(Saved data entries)
• • • • •

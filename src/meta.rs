//! Per-annotation metadata record.
//!
//! Mirrors what the annotation server keeps next to each mask: a display name, the class
//! label, the painted region and the shape of the image it was drawn on. The compositor
//! itself only ever needs [`AnnotationMeta::bbox`].

use crate::{
    foundation::core::{BoundingBox, Shape},
    foundation::error::{StackError, StackResult},
    stack::layer::LayerRef,
};

/// Metadata of one annotation layer.
#[derive(Clone, Debug, PartialEq, Eq, serde::Serialize, serde::Deserialize)]
pub struct AnnotationMeta {
    /// Annotation name.
    pub name: String,
    /// Class label.
    pub class_name: String,
    /// Painted region.
    pub bbox: BoundingBox,
    /// Shape of the source image.
    pub source_shape: Shape,
}

impl AnnotationMeta {
    /// Record for a stacked layer.
    pub fn for_layer(
        name: impl Into<String>,
        class_name: impl Into<String>,
        layer: &LayerRef<'_>,
        source_shape: Shape,
    ) -> Self {
        Self {
            name: name.into(),
            class_name: class_name.into(),
            bbox: layer.bbox,
            source_shape,
        }
    }

    /// Parse and validate a JSON record.
    pub fn from_json(s: &str) -> StackResult<Self> {
        let meta: Self =
            serde_json::from_str(s).map_err(|e| StackError::serde(format!("annotation meta: {e}")))?;
        meta.source_shape.validate()?;
        meta.bbox.check_within(meta.source_shape)?;
        Ok(meta)
    }

    /// Serialize to pretty JSON.
    pub fn to_json(&self) -> StackResult<String> {
        serde_json::to_string_pretty(self)
            .map_err(|e| StackError::serde(format!("annotation meta: {e}")))
    }
}

#[cfg(test)]
#[path = "../tests/unit/meta.rs"]
mod tests;
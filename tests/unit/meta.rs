use super::*;
use crate::{
    foundation::core::PixelBuffer,
    stack::{layer::Layer, stack::LayerStack, stack::StackOpts},
};

#[test]
fn record_for_a_stacked_layer_round_trips_through_json() {
    let shape = Shape::new(6, 9, 3).unwrap();
    let mut stack = LayerStack::new(PixelBuffer::new(shape).unwrap(), StackOpts::default()).unwrap();
    let bbox = BoundingBox::new(1, 2, 4, 8).unwrap();
    let mut px = PixelBuffer::new(shape).unwrap();
    px.fill_box(bbox, &[3, 3, 3]).unwrap();
    let idx = stack.push(Layer::new(px, bbox)).unwrap();

    let meta = AnnotationMeta::for_layer("cat-1", "cat", &stack.layer_at(idx).unwrap(), shape);
    assert_eq!(meta.bbox, bbox);

    let json = meta.to_json().unwrap();
    assert!(json.contains("\"class_name\": \"cat\""));
    assert_eq!(AnnotationMeta::from_json(&json).unwrap(), meta);
}

#[test]
fn box_outside_source_image_is_rejected() {
    let json = r#"{
        "name": "a",
        "class_name": "b",
        "bbox": { "row0": 0, "col0": 0, "row1": 5, "col1": 2 },
        "source_shape": { "height": 4, "width": 4, "channels": 3 }
    }"#;
    let err = AnnotationMeta::from_json(json).unwrap_err();
    assert!(matches!(err, StackError::BoxOutOfBounds(_)));
}

#[test]
fn malformed_json_is_a_serde_error() {
    let err = AnnotationMeta::from_json("{ \"name\": 1 }").unwrap_err();
    assert!(matches!(err, StackError::Serde(_)));
    assert!(err.to_string().starts_with("serialization error:"));
}

#[test]
fn zero_channel_source_shape_is_rejected() {
    let json = r#"{
        "name": "a",
        "class_name": "b",
        "bbox": { "row0": 0, "col0": 0, "row1": 1, "col1": 1 },
        "source_shape": { "height": 4, "width": 4, "channels": 0 }
    }"#;
    let err = AnnotationMeta::from_json(json).unwrap_err();
    assert!(matches!(err, StackError::Validation(_)));
}
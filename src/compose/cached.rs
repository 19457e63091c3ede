use crate::{
    compose::full::{first_opaque, visible_top_down},
    compose::parallel::Workers,
    foundation::core::{PixelBuffer, Shape},
    foundation::error::{StackError, StackResult},
    stack::stack::LayerStack,
};

/// Per-sample record of the layer that resolved each sample in the previous cached composite.
///
/// An owner of `0` means "resolved to base" and is a valid state. Alongside the owners the
/// cache remembers which stack it was synchronised with, how many layers that stack had and
/// their visibility, which is what lets [`compose_cached`] limit its work to layers that
/// changed since then.
#[derive(Clone, Debug)]
pub struct HistoryCache {
    owners: Vec<u32>,
    stack_id: Option<u64>,
    synced_layers: usize,
    synced_visibility: Vec<bool>,
}

impl HistoryCache {
    /// All-base cache sized for buffers of `shape`.
    pub fn new(shape: Shape) -> StackResult<Self> {
        shape.validate()?;
        Ok(Self {
            owners: vec![0; shape.sample_count()],
            stack_id: None,
            synced_layers: 1,
            synced_visibility: vec![true],
        })
    }

    /// Number of entries (one per sample).
    pub fn len(&self) -> usize {
        self.owners.len()
    }

    /// `true` for a cache sized for an empty image.
    pub fn is_empty(&self) -> bool {
        self.owners.is_empty()
    }

    /// Layer that resolved sample `i` last time, if `i` is in range.
    pub fn owner(&self, i: usize) -> Option<usize> {
        self.owners.get(i).map(|&o| o as usize)
    }

    /// Layer count of the stack at the last synchronisation.
    pub fn synced_layers(&self) -> usize {
        self.synced_layers
    }

    /// Forget everything; the next cached composite does a full scan.
    pub fn reset(&mut self) {
        self.owners.fill(0);
        self.stack_id = None;
        self.synced_layers = 1;
        self.synced_visibility.clear();
        self.synced_visibility.push(true);
    }

    /// Visible layers whose contribution may differ from the last synchronisation, top-down:
    /// layers pushed since then, plus layers toggled back to visible.
    fn changed_visible<'a>(&self, stack: &'a LayerStack) -> Vec<(usize, &'a [u8])> {
        let vis = stack.visibility();
        let synced = self.synced_layers.min(stack.layer_count());
        (1..stack.layer_count())
            .rev()
            .filter(|&k| vis[k] && (k >= synced || !self.synced_visibility[k]))
            .map(|k| (k, stack.samples(k)))
            .collect()
    }
}

/// Counters describing how a cached composite resolved its samples.
#[derive(Clone, Copy, Debug, Default, PartialEq, Eq)]
pub struct ComposeStats {
    /// Samples processed.
    pub samples: u64,
    /// Samples resolved by a layer pushed or re-shown since the previous call.
    pub changed_hits: u64,
    /// Samples whose cached owner was reused without scanning.
    pub cached_hits: u64,
    /// Samples that needed a scan below a hidden owner.
    pub rescans: u64,
}

impl ComposeStats {
    fn merge(mut self, other: Self) -> Self {
        self.samples += other.samples;
        self.changed_hits += other.changed_hits;
        self.cached_hits += other.cached_hits;
        self.rescans += other.rescans;
        self
    }
}

/// Topmost-wins flatten that reuses the previous call's per-sample owners.
///
/// For a sample owned by layer `o` only three things can change its result: a layer above
/// `o` that was pushed or re-shown since the last sync, or `o` itself being hidden. So each
/// sample first checks the changed layers above `o` (just the new topmost layer in the common
/// one-push-per-frame case), then reuses `o`, and only scans below `o` when `o` was hidden.
/// Output always equals [`compose_full`](crate::compose::full::compose_full).
pub(crate) fn compose_cached(
    stack: &LayerStack,
    history: &mut HistoryCache,
    workers: &Workers,
) -> StackResult<(PixelBuffer, ComposeStats)> {
    let shape = stack.shape();
    if history.len() != shape.sample_count() {
        return Err(StackError::shape(format!(
            "history cache has {} entries, stack shape {shape} has {} samples",
            history.len(),
            shape.sample_count()
        )));
    }
    if history.stack_id != Some(stack.id()) || history.synced_layers > stack.layer_count() {
        if history.stack_id.is_some() {
            tracing::debug!(
                synced_layers = history.synced_layers,
                layers = stack.layer_count(),
                "history cache reset"
            );
        }
        history.reset();
    }

    let changed = history.changed_visible(stack);
    let all = visible_top_down(stack);
    let vis = stack.visibility();
    let layers: Vec<&[u8]> = (0..stack.layer_count()).map(|k| stack.samples(k)).collect();

    let mut out = vec![0u8; shape.sample_count()];
    let stats = workers
        .chunks2(
            &mut out,
            &mut history.owners,
            workers.chunk_len(),
            |offset, out_chunk, owner_chunk| {
                let mut st = ComposeStats::default();
                for (j, (dst, owner)) in out_chunk.iter_mut().zip(owner_chunk.iter_mut()).enumerate()
                {
                    let i = offset + j;
                    let o = *owner as usize;
                    st.samples += 1;

                    let fresh = changed
                        .iter()
                        .take_while(|&&(k, _)| k > o)
                        .find(|&&(_, samples)| samples[i] != 0);
                    if let Some(&(k, samples)) = fresh {
                        *dst = samples[i];
                        *owner = k as u32;
                        st.changed_hits += 1;
                    } else if o == 0 || vis[o] {
                        *dst = layers[o][i];
                        st.cached_hits += 1;
                    } else {
                        let below = all.iter().position(|&(k, _)| k < o).unwrap_or(all.len());
                        match first_opaque(&all[below..], i) {
                            Some((k, v)) => {
                                *dst = v;
                                *owner = k as u32;
                            }
                            None => {
                                *dst = layers[0][i];
                                *owner = 0;
                            }
                        }
                        st.rescans += 1;
                    }
                }
                st
            },
        )
        .into_iter()
        .fold(ComposeStats::default(), ComposeStats::merge);

    history.stack_id = Some(stack.id());
    history.synced_layers = stack.layer_count();
    history.synced_visibility.clear();
    history.synced_visibility.extend_from_slice(vis);

    Ok((PixelBuffer::from_samples(shape, out), stats))
}

#[cfg(test)]
#[path = "../../tests/unit/compose/cached.rs"]
mod tests;
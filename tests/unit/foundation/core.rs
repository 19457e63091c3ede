use super::*;

fn rgb(h: usize, w: usize) -> Shape {
    Shape::new(h, w, 3).unwrap()
}

#[test]
fn shape_counts() {
    let s = rgb(4, 5);
    assert_eq!(s.pixel_count(), 20);
    assert_eq!(s.sample_count(), 60);
    assert_eq!(s.row_len(), 15);
    assert!(Shape::new(2, 2, 0).is_err());
}

#[test]
fn overflowing_shape_is_rejected() {
    let err = Shape::new(usize::MAX / 2, 3, 1).unwrap_err();
    assert!(matches!(err, StackError::Validation(_)));
    assert!(Shape::new(usize::MAX, 1, 1).is_ok());
}

#[test]
fn buffers_recheck_hand_built_shapes() {
    let zero_channels = Shape {
        height: 2,
        width: 2,
        channels: 0,
    };
    assert!(matches!(
        PixelBuffer::new(zero_channels).unwrap_err(),
        StackError::Validation(_)
    ));
    assert!(PixelBuffer::from_vec(zero_channels, Vec::new()).is_err());
    assert!(PixelBuffer::filled(zero_channels, &[]).is_err());

    let parsed: Shape =
        serde_json::from_str(r#"{ "height": 4, "width": 4, "channels": 0 }"#).unwrap();
    assert!(parsed.validate().is_err());

    let huge = Shape {
        height: usize::MAX,
        width: 2,
        channels: 3,
    };
    assert!(PixelBuffer::new(huge).is_err());
}

#[test]
fn from_vec_rejects_wrong_length() {
    let err = PixelBuffer::from_vec(rgb(2, 2), vec![0; 11]).unwrap_err();
    assert!(matches!(err, StackError::ShapeMismatch(_)));
    assert!(PixelBuffer::from_vec(rgb(2, 2), vec![0; 12]).is_ok());
}

#[test]
fn filled_and_pixel_access() {
    let mut buf = PixelBuffer::filled(rgb(2, 3), &[1, 2, 3]).unwrap();
    assert_eq!(buf.pixel(1, 2), Some(&[1u8, 2, 3][..]));
    assert_eq!(buf.pixel(2, 0), None);

    buf.set_pixel(0, 1, &[9, 9, 9]).unwrap();
    assert_eq!(buf.pixel(0, 1), Some(&[9u8, 9, 9][..]));
    assert!(buf.set_pixel(0, 0, &[1, 2]).is_err());
    // Out-of-range writes are ignored.
    buf.set_pixel(7, 7, &[4, 4, 4]).unwrap();
}

#[test]
fn fill_box_only_touches_region() {
    let s = Shape::new(4, 4, 1).unwrap();
    let mut buf = PixelBuffer::new(s).unwrap();
    buf.fill_box(BoundingBox::new(1, 1, 3, 2).unwrap(), &[5]).unwrap();
    #[rustfmt::skip]
    let expected = vec![
        0, 0, 0, 0,
        0, 5, 0, 0,
        0, 5, 0, 0,
        0, 0, 0, 0,
    ];
    assert_eq!(buf.data(), &expected[..]);
}

#[test]
fn nonzero_bounds_is_tight() {
    let s = Shape::new(5, 6, 2).unwrap();
    let mut buf = PixelBuffer::new(s).unwrap();
    assert_eq!(buf.nonzero_bounds(), BoundingBox::EMPTY);

    buf.set_pixel(1, 4, &[0, 3]).unwrap();
    buf.set_pixel(3, 2, &[8, 0]).unwrap();
    assert_eq!(buf.nonzero_bounds(), BoundingBox::new(1, 2, 4, 5).unwrap());
}

#[test]
fn bbox_rejects_inverted_extents() {
    let err = BoundingBox::new(3, 0, 2, 4).unwrap_err();
    assert!(matches!(err, StackError::DegenerateBoundingBox(_)));
    assert!(BoundingBox::new(0, 4, 1, 3).is_err());
    assert!(BoundingBox::from_signed(-1, 0, 2, 2).is_err());
    assert_eq!(
        BoundingBox::from_signed(0, 1, 2, 3).unwrap(),
        BoundingBox::new(0, 1, 2, 3).unwrap()
    );
}

#[test]
fn bbox_empty_and_bounds_checks() {
    assert!(BoundingBox::EMPTY.is_empty());
    assert!(BoundingBox::new(2, 2, 2, 5).unwrap().is_empty());
    assert!(!BoundingBox::new(2, 2, 3, 5).unwrap().is_empty());

    let s = rgb(4, 4);
    assert!(BoundingBox::full(s).check_within(s).is_ok());
    let err = BoundingBox::new(0, 0, 5, 4).unwrap().check_within(s).unwrap_err();
    assert!(matches!(err, StackError::BoxOutOfBounds(_)));
}

#[test]
fn rgb8_round_trip_preserves_samples() {
    let mut img = image::RgbImage::new(3, 2);
    img.put_pixel(2, 1, image::Rgb([10, 20, 30]));
    let buf = PixelBuffer::from_rgb8(&img);
    assert_eq!(buf.shape(), rgb(2, 3));
    assert_eq!(buf.pixel(1, 2), Some(&[10u8, 20, 30][..]));
    assert_eq!(buf.to_rgb8().unwrap(), img);
}

#[test]
fn gray_expands_to_rgb8() {
    let buf = PixelBuffer::from_vec(Shape::new(1, 2, 1).unwrap(), vec![7, 0]).unwrap();
    let img = buf.to_rgb8().unwrap();
    assert_eq!(img.get_pixel(0, 0).0, [7, 7, 7]);
    assert_eq!(img.get_pixel(1, 0).0, [0, 0, 0]);

    let two = PixelBuffer::new(Shape::new(1, 1, 2).unwrap()).unwrap();
    assert!(two.to_rgb8().is_err());
}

• • • • •

(Task requirements): In the records above, find the line with "pub fn reset(&mut"; write out exactly that line and each one after it, stopping after the line with "reused without scanning.".

(Response for this exercise):
    pub fn reset(&mut self) {
        self.owners.fill(0);
        self.stack_id = None;
        self.synced_layers = 1;
        self.synced_visibility.clear();
        self.synced_visibility.push(true);
    }

    /// Visible layers whose contribution may differ from the last synchronisation, top-down:
    /// layers pushed since then, plus layers toggled back to visible.
    fn changed_visible<'a>(&self, stack: &'a LayerStack) -> Vec<(usize, &'a [u8])> {
        let vis = stack.visibility();
        let synced = self.synced_layers.min(stack.layer_count());
        (1..stack.layer_count())
            .rev()
            .filter(|&k| vis[k] && (k >= synced || !self.synced_visibility[k]))
            .map(|k| (k, stack.samples(k)))
            .collect()
    }
}

/// Counters describing how a cached composite resolved its samples.
#[derive(Clone, Copy, Debug, Default, PartialEq, Eq)]
pub struct ComposeStats {
    /// Samples processed.
    pub samples: u64,
    /// Samples resolved by a layer pushed or re-shown since the previous call.
    pub changed_hits: u64,
    /// Samples whose cached owner was reused without scanning.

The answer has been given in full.